» THE TASK: Copy each line of the data beneath in which the word "photos" appears.

[Data entries]
========================
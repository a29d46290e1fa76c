//! Place model

use serde::{Deserialize, Serialize};
use std::fmt;

/// Identifier of a place document, assigned by the document store.
///
/// Empty until the record has been written for the first time.
#[derive(Debug, Clone, Default, PartialEq, Eq, Hash, PartialOrd, Ord, Serialize, Deserialize)]
#[serde(transparent)]
pub struct PlaceId(String);

impl PlaceId {
    /// Wrap an identifier returned by a document store.
    pub fn new(id: impl Into<String>) -> Self {
        Self(id.into())
    }

    #[must_use]
    pub fn as_str(&self) -> &str {
        &self.0
    }

    /// `true` for records that have not been created yet
    #[must_use]
    pub fn is_empty(&self) -> bool {
        self.0.trim().is_empty()
    }
}

impl fmt::Display for PlaceId {
    fn fmt(&self, f: &mut fmt::Formatter<'_>) -> fmt::Result {
        f.write_str(&self.0)
    }
}

impl From<&str> for PlaceId {
    fn from(value: &str) -> Self {
        Self::new(value)
    }
}

impl From<String> for PlaceId {
    fn from(value: String) -> Self {
        Self(value)
    }
}

/// Identifier of an authenticated user, as issued by the auth provider.
#[derive(Debug, Clone, Default, PartialEq, Eq, Hash, Serialize, Deserialize)]
#[serde(transparent)]
pub struct UserId(String);

impl UserId {
    pub fn new(id: impl Into<String>) -> Self {
        Self(id.into())
    }

    #[must_use]
    pub fn as_str(&self) -> &str {
        &self.0
    }

    #[must_use]
    pub fn is_empty(&self) -> bool {
        self.0.trim().is_empty()
    }
}

impl fmt::Display for UserId {
    fn fmt(&self, f: &mut fmt::Formatter<'_>) -> fmt::Result {
        f.write_str(&self.0)
    }
}

impl From<&str> for UserId {
    fn from(value: &str) -> Self {
        Self::new(value)
    }
}

/// A travel destination in a user's log
#[derive(Debug, Clone, Default, PartialEq, Serialize, Deserialize)]
pub struct Place {
    /// Store-assigned identifier (empty before creation)
    pub id: PlaceId,
    /// Display name
    pub name: String,
    /// Free text
    pub description: String,
    /// Download URL of the attached photo, empty when there is none
    pub image_url: String,
    /// Intended range 0..=5, not clamped
    pub rating: f64,
    /// Creation timestamp (Unix ms), 0 when unset
    pub created_at: i64,
    /// User who created the record
    pub owner_id: UserId,
}

impl Place {
    /// Create a draft place with the given name and no id or owner yet.
    #[must_use]
    pub fn new(name: impl Into<String>) -> Self {
        Self {
            name: name.into(),
            ..Self::default()
        }
    }

    #[must_use]
    pub fn with_description(mut self, description: impl Into<String>) -> Self {
        self.description = description.into();
        self
    }

    #[must_use]
    pub const fn with_rating(mut self, rating: f64) -> Self {
        self.rating = rating;
        self
    }

    #[must_use]
    pub fn has_image(&self) -> bool {
        !self.image_url.trim().is_empty()
    }

    #[must_use]
    pub const fn has_created_at(&self) -> bool {
        self.created_at > 0
    }

    #[must_use]
    pub fn is_owned_by(&self, user: &UserId) -> bool {
        self.owner_id == *user
    }
}

/// Photo bytes to attach to a place, plus where they came from.
///
/// The `source` locator (a file path or content URI) determines the object
/// name in blob storage.
#[derive(Clone, PartialEq, Eq)]
pub struct ImageUpload {
    pub source: String,
    pub bytes: Vec<u8>,
    pub content_type: Option<String>,
}

impl ImageUpload {
    pub fn new(source: impl Into<String>, bytes: Vec<u8>) -> Self {
        Self {
            source: source.into(),
            bytes,
            content_type: None,
        }
    }

    #[must_use]
    pub fn with_content_type(mut self, content_type: impl Into<String>) -> Self {
        self.content_type = Some(content_type.into());
        self
    }
}

impl fmt::Debug for ImageUpload {
    fn fmt(&self, formatter: &mut fmt::Formatter<'_>) -> fmt::Result {
        formatter
            .debug_struct("ImageUpload")
            .field("source", &self.source)
            .field("bytes", &self.bytes.len())
            .field("content_type", &self.content_type)
            .finish()
    }
}

#[cfg(test)]
mod tests {
    use super::*;

    #[test]
    fn test_place_new_is_a_draft() {
        let place = Place::new("Eiffel Tower")
            .with_description("Iconic")
            .with_rating(4.5);
        assert_eq!(place.name, "Eiffel Tower");
        assert_eq!(place.description, "Iconic");
        assert!((place.rating - 4.5).abs() < f64::EPSILON);
        assert!(place.id.is_empty());
        assert!(place.owner_id.is_empty());
        assert!(!place.has_created_at());
        assert!(!place.has_image());
    }

    #[test]
    fn test_rating_is_not_clamped() {
        let place = Place::new("Somewhere").with_rating(7.0);
        assert!((place.rating - 7.0).abs() < f64::EPSILON);
    }

    #[test]
    fn test_whitespace_image_url_counts_as_none() {
        let mut place = Place::new("Louvre");
        place.image_url = "  ".to_string();
        assert!(!place.has_image());
    }

    #[test]
    fn test_is_owned_by() {
        let mut place = Place::new("Colosseum");
        place.owner_id = UserId::from("u1");
        assert!(place.is_owned_by(&UserId::from("u1")));
        assert!(!place.is_owned_by(&UserId::from("u2")));
    }

    #[test]
    fn test_image_upload_debug_omits_bytes() {
        let upload = ImageUpload::new("photos/tower.jpg", vec![1, 2, 3]).with_content_type("image/jpeg");
        let rendered = format!("{upload:?}");
        assert!(rendered.contains("photos/tower.jpg"));
        assert!(rendered.contains("bytes: 3"));
    }
}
========================
» TASK RESULT:
        let upload = ImageUpload::new("photos/tower.jpg", vec![1, 2, 3]).with_content_type("image/jpeg");
        assert!(rendered.contains("photos/tower.jpg"));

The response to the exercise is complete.